WeWork is still waiting for a big chunk of the $9.5 billion bailout it agreed to with SoftBank, according to The Real Deal, fueling fresh concerns about the troubled coworking startup and the Japanese conglomerate set to take control of it.
SoftBank has postponed a $3 billion tender offer scheduled to begin more than a week ago, the real-estate news outlet reported, citing unnamed sources.
The tender offer, which would allow WeWork’s investors to sell up to $3 billion worth of shares to SoftBank, “is going to happen soon,” a person close to SoftBank told The Real Deal. “It’s just taking a little more time than expected due to the time needed to get all the technicalities in order.”

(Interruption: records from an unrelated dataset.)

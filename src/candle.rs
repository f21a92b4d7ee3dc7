//! The candle
//!
//! [`Candle`] owns the detectors and decides, once per tick, whether the candle is lit. Blowing
//! on the microphone puts it out, shaking the tilt switch relights it, and the push-button
//! toggles it either way. While lit, [`Candle::color`] produces the flickering flame.

use crate::debounce::{Debouncer, Edge};
use crate::flame::{FlameColor, Flicker, FlickerConfig};
use crate::mic::{BlowConfig, BlowDetector, SampleWindow, WindowStats};
use crate::rand::Lcg;
use crate::shake::{ShakeConfig, ShakeDetector};

/// Whole-candle configuration
#[derive(Debug, Clone, Copy, PartialEq, Eq)]
#[cfg_attr(feature = "defmt", derive(defmt::Format))]
pub struct CandleConfig {
    /// Flame colour and flicker rate
    pub flicker: FlickerConfig,
    /// Blow detection
    pub blow: BlowConfig,
    /// Shake detection
    pub shake: ShakeConfig,
    /// Ticks the button must be stable for
    pub debounce_ticks: u8,
    /// Microphone readings per window
    pub window_len: u8,
    /// Ticks after a shake relight during which blows are ignored
    pub relight_holdoff_ticks: u16,
}

impl Default for CandleConfig {
    fn default() -> Self {
        CandleConfig {
            flicker: FlickerConfig::default(),
            blow: BlowConfig::default(),
            shake: ShakeConfig::default(),
            debounce_ticks: Debouncer::DEFAULT_THRESHOLD,
            window_len: SampleWindow::DEFAULT_LEN,
            relight_holdoff_ticks: 300,
        }
    }
}

/// Whether the candle is burning
#[derive(Debug, Clone, Copy, PartialEq, Eq)]
#[cfg_attr(feature = "defmt", derive(defmt::Format))]
pub enum State {
    /// Flame is flickering
    Lit,
    /// Flame is dark
    Out,
}

impl State {
    /// Lower-case name, for console output
    pub fn as_str(self) -> &'static str {
        match self {
            State::Lit => "lit",
            State::Out => "out",
        }
    }

    fn toggled(self) -> State {
        match self {
            State::Lit => State::Out,
            State::Out => State::Lit,
        }
    }
}

/// What caused a state change
#[derive(Debug, Clone, Copy, PartialEq, Eq)]
#[cfg_attr(feature = "defmt", derive(defmt::Format))]
pub enum Cause {
    /// Microphone heard a blow
    Blown,
    /// Tilt switch was shaken
    Shaken,
    /// Push-button was pressed
    Switch,
}

impl Cause {
    /// Lower-case name, for console output
    pub fn as_str(self) -> &'static str {
        match self {
            Cause::Blown => "blown",
            Cause::Shaken => "shaken",
            Cause::Switch => "switch",
        }
    }
}

/// A state change reported by [`Candle::tick`]
#[derive(Debug, Clone, Copy, PartialEq, Eq)]
#[cfg_attr(feature = "defmt", derive(defmt::Format))]
pub struct Transition {
    /// New state
    pub to: State,
    /// Why it changed
    pub cause: Cause,
}

/// Inputs gathered over one tick
#[derive(Debug, Clone, Copy, PartialEq, Eq, Default)]
pub struct Inputs {
    /// Tick counter
    pub now: u16,
    /// Microphone reading, if a conversion finished
    pub sample: Option<u16>,
    /// Tilt edges since the previous tick
    pub tilt_edges: u8,
    /// Raw (undebounced) button level
    pub switch_pressed: bool,
}

/// Candle state machine
pub struct Candle {
    state: State,
    rng: Lcg,
    flicker: Flicker,
    window: SampleWindow,
    blow: BlowDetector,
    shake: ShakeDetector,
    switch: Debouncer,
    holdoff_ticks: u16,
    holdoff_since: Option<u16>,
    last_window: Option<WindowStats>,
}

impl Candle {
    /// Create a lit candle. `seed` seeds the flicker.
    pub fn new(config: CandleConfig, seed: u32) -> Self {
        Candle {
            state: State::Lit,
            rng: Lcg::new(seed),
            flicker: Flicker::new(config.flicker),
            window: SampleWindow::new(config.window_len),
            blow: BlowDetector::new(config.blow),
            shake: ShakeDetector::new(config.shake),
            switch: Debouncer::new(config.debounce_ticks),
            holdoff_ticks: config.relight_holdoff_ticks,
            holdoff_since: None,
            last_window: None,
        }
    }

    /// Current state
    pub fn state(&self) -> State {
        self.state
    }

    /// Most recent microphone window
    pub fn last_window(&self) -> Option<WindowStats> {
        self.last_window
    }

    /// Run the detectors on one tick of input and apply any resulting state change.
    pub fn tick(&mut self, inputs: Inputs) -> Option<Transition> {
        let blown = match inputs.sample.and_then(|s| self.window.push(s)) {
            Some(stats) => {
                self.last_window = Some(stats);
                self.blow.update(&stats)
            }
            None => false,
        };
        let shaken = self.shake.update(inputs.now, inputs.tilt_edges);
        let pressed = self.switch.update(inputs.switch_pressed) == Some(Edge::Pressed);

        if let Some(since) = self.holdoff_since {
            if inputs.now.wrapping_sub(since) >= self.holdoff_ticks {
                self.holdoff_since = None;
            }
        }

        let transition = self.decide(pressed, blown, shaken)?;
        self.state = transition.to;
        self.holdoff_since = match transition.cause {
            Cause::Shaken => Some(inputs.now),
            _ => None,
        };
        info!("candle {} ({})", transition.to, transition.cause);
        Some(transition)
    }

    fn decide(&self, pressed: bool, blown: bool, shaken: bool) -> Option<Transition> {
        if pressed {
            return Some(Transition {
                to: self.state.toggled(),
                cause: Cause::Switch,
            });
        }
        match self.state {
            State::Lit if blown && self.holdoff_since.is_none() => Some(Transition {
                to: State::Out,
                cause: Cause::Blown,
            }),
            State::Out if shaken => Some(Transition {
                to: State::Lit,
                cause: Cause::Shaken,
            }),
            _ => None,
        }
    }

    /// Colour to show for this step
    pub fn color(&mut self) -> FlameColor {
        match self.state {
            State::Lit => self.flicker.next(&mut self.rng),
            State::Out => FlameColor::OFF,
        }
    }
}

#[cfg(test)]
mod tests {
    use super::*;

    fn config() -> CandleConfig {
        CandleConfig {
            blow: BlowConfig::new(200, 2),
            shake: ShakeConfig::new(3, 100, 50),
            debounce_ticks: 2,
            window_len: 2,
            relight_holdoff_ticks: 20,
            ..CandleConfig::default()
        }
    }

    struct Rig {
        candle: Candle,
        now: u16,
    }

    impl Rig {
        fn new() -> Self {
            Rig {
                candle: Candle::new(config(), 1),
                now: 0,
            }
        }

        fn step(&mut self, inputs: Inputs) -> Option<Transition> {
            self.now = self.now.wrapping_add(1);
            self.candle.tick(Inputs {
                now: self.now,
                ..inputs
            })
        }

        fn quiet(&mut self) -> Option<Transition> {
            self.step(Inputs {
                sample: Some(512),
                ..Inputs::default()
            })
        }

        // Alternating extremes: every window has a 1000 count spread
        fn blow(&mut self, ticks: usize) -> Option<Transition> {
            let mut out = None;
            for i in 0..ticks {
                let sample = if i % 2 == 0 { 0 } else { 1000 };
                out = out.or(self.step(Inputs {
                    sample: Some(sample),
                    ..Inputs::default()
                }));
            }
            out
        }

        fn shake(&mut self) -> Option<Transition> {
            let mut out = None;
            for _ in 0..3 {
                out = out.or(self.step(Inputs {
                    sample: Some(512),
                    tilt_edges: 1,
                    ..Inputs::default()
                }));
            }
            out
        }

        fn press(&mut self) -> Option<Transition> {
            let mut out = None;
            for _ in 0..2 {
                out = out.or(self.step(Inputs {
                    switch_pressed: true,
                    ..Inputs::default()
                }));
            }
            for _ in 0..2 {
                out = out.or(self.step(Inputs::default()));
            }
            out
        }
    }

    #[test]
    fn starts_lit_and_flickers() {
        let mut rig = Rig::new();
        assert_eq!(rig.candle.state(), State::Lit);
        assert_eq!(rig.candle.color(), FlameColor::CANDLE);
        for _ in 0..10 {
            assert_eq!(rig.quiet(), None);
        }
        assert_eq!(
            rig.candle.last_window(),
            Some(WindowStats { mean: 512, min: 512, max: 512 })
        );
    }

    #[test]
    fn blow_puts_it_out() {
        let mut rig = Rig::new();
        let t = rig.blow(4).unwrap();
        assert_eq!(
            t,
            Transition {
                to: State::Out,
                cause: Cause::Blown
            }
        );
        assert_eq!(rig.candle.color(), FlameColor::OFF);
        // More blowing does nothing
        assert_eq!(rig.blow(8), None);
    }

    #[test]
    fn shake_relights_and_holds_off_blows() {
        let mut rig = Rig::new();
        rig.blow(4).unwrap();
        // Let the blow detector re-arm
        rig.quiet();
        rig.quiet();

        let t = rig.shake().unwrap();
        assert_eq!(t.to, State::Lit);
        assert_eq!(t.cause, Cause::Shaken);

        // Blowing right after relighting is ignored
        assert_eq!(rig.blow(4), None);
        assert_eq!(rig.candle.state(), State::Lit);

        for _ in 0..20 {
            rig.quiet();
        }
        assert_eq!(rig.blow(4).map(|t| t.cause), Some(Cause::Blown));
    }

    #[test]
    fn shake_while_lit_is_ignored() {
        let mut rig = Rig::new();
        assert_eq!(rig.shake(), None);
        assert_eq!(rig.candle.state(), State::Lit);
    }

    #[test]
    fn button_toggles() {
        let mut rig = Rig::new();
        let t = rig.press().unwrap();
        assert_eq!(
            t,
            Transition {
                to: State::Out,
                cause: Cause::Switch
            }
        );
        let t = rig.press().unwrap();
        assert_eq!(t.to, State::Lit);
        assert_eq!(rig.candle.state(), State::Lit);
    }

    #[test]
    fn button_wins_over_blow() {
        let mut rig = Rig::new();
        rig.step(Inputs {
            sample: Some(0),
            ..Inputs::default()
        });
        rig.step(Inputs {
            sample: Some(1000),
            ..Inputs::default()
        });
        rig.step(Inputs {
            sample: Some(0),
            switch_pressed: true,
            ..Inputs::default()
        });
        // Second loud window and the debounced press land on the same tick
        let t = rig.step(Inputs {
            sample: Some(1000),
            switch_pressed: true,
            ..Inputs::default()
        });
        assert_eq!(
            t,
            Some(Transition {
                to: State::Out,
                cause: Cause::Switch
            })
        );
    }

    #[test]
    fn button_wins_over_shake() {
        let mut rig = Rig::new();
        rig.blow(4).unwrap();
        rig.quiet();
        rig.quiet();

        assert_eq!(
            rig.step(Inputs {
                tilt_edges: 2,
                switch_pressed: true,
                ..Inputs::default()
            }),
            None
        );
        // Third tilt edge and the debounced press land on the same tick
        let t = rig.step(Inputs {
            tilt_edges: 1,
            switch_pressed: true,
            ..Inputs::default()
        });
        assert_eq!(
            t,
            Some(Transition {
                to: State::Lit,
                cause: Cause::Switch
            })
        );

        // A button relight does not start the blow holdoff
        rig.step(Inputs::default());
        rig.step(Inputs::default());
        assert_eq!(rig.blow(4).map(|t| t.cause), Some(Cause::Blown));
    }

    #[test]
    fn interrupt_results_reach_the_candle() {
        use crate::events::{EventLatch, Events};

        let latch = EventLatch::new();
        let mut candle = Candle::new(CandleConfig::default(), 1);
        let mut now: u16 = 0;
        let mut causes = Vec::new();

        for i in 0..200u16 {
            // Tick handler, then one pass of the main loop
            latch.raise(Events::TICK);
            if let Some(p) = latch.take_if(Events::TICK) {
                now = now.wrapping_add(1);
                let inputs = Inputs {
                    now,
                    sample: p.sample(),
                    tilt_edges: p.tilt_edges,
                    switch_pressed: false,
                };
                if let Some(t) = candle.tick(inputs) {
                    causes.push(t.cause);
                }
            }

            // The conversion finishes and the tilt switch chatters after the loop took the tick
            let blowing = i < 100;
            let sample = match (blowing, i % 2) {
                (true, 0) => 0,
                (true, _) => 1000,
                (false, _) => 512,
            };
            latch.record_sample(sample);
            if !blowing {
                latch.record_tilt_edge();
            }
            // Loop spins before the next tick
            assert_eq!(latch.take_if(Events::TICK), None);
        }

        assert_eq!(causes, [Cause::Blown, Cause::Shaken]);
        assert_eq!(candle.state(), State::Lit);
    }

    #[test]
    fn console_names() {
        assert_eq!(State::Out.as_str(), "out");
        assert_eq!(Cause::Shaken.as_str(), "shaken");
    }
}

Investors bid down the price of WeWork’s junk bonds on the news, driving their yield to a record 15.02% and widening their spread — an indicator of the perceived risk of holding them versus US government debt — to a new high of 13.4 percentage points, Reuters said.
The delay comes days after both SoftBank and WeWork recorded disappointing third-quarter earnings. SoftBank suffered its first quarterly loss in 14 years after WeWork’s troubles translated into an $8.9 billion decline at its $100 billion Vision Fund I. WeWork’s net loss more than doubled to $1.25 billion, and its available cash shrank by about 40% in three months to about $1.3 billion.
The rescue deal, which is set to give SoftBank about 78% ownership of WeWork, was agreed to after the startup scrapped its plans to go public in September. WeWork made the call after investors railed against its heavy losses, business model, governance, and the controversial behavior of its cofounder and then-CEO, Adam Neumann. The failed initial public offering led SoftBank to value WeWork below $5 billion at the end of September — a fraction of its private valuation of $47 billion in January.
WeWork declined to comment to Business Insider, while SoftBank didn’t immediately respond to a request for comment.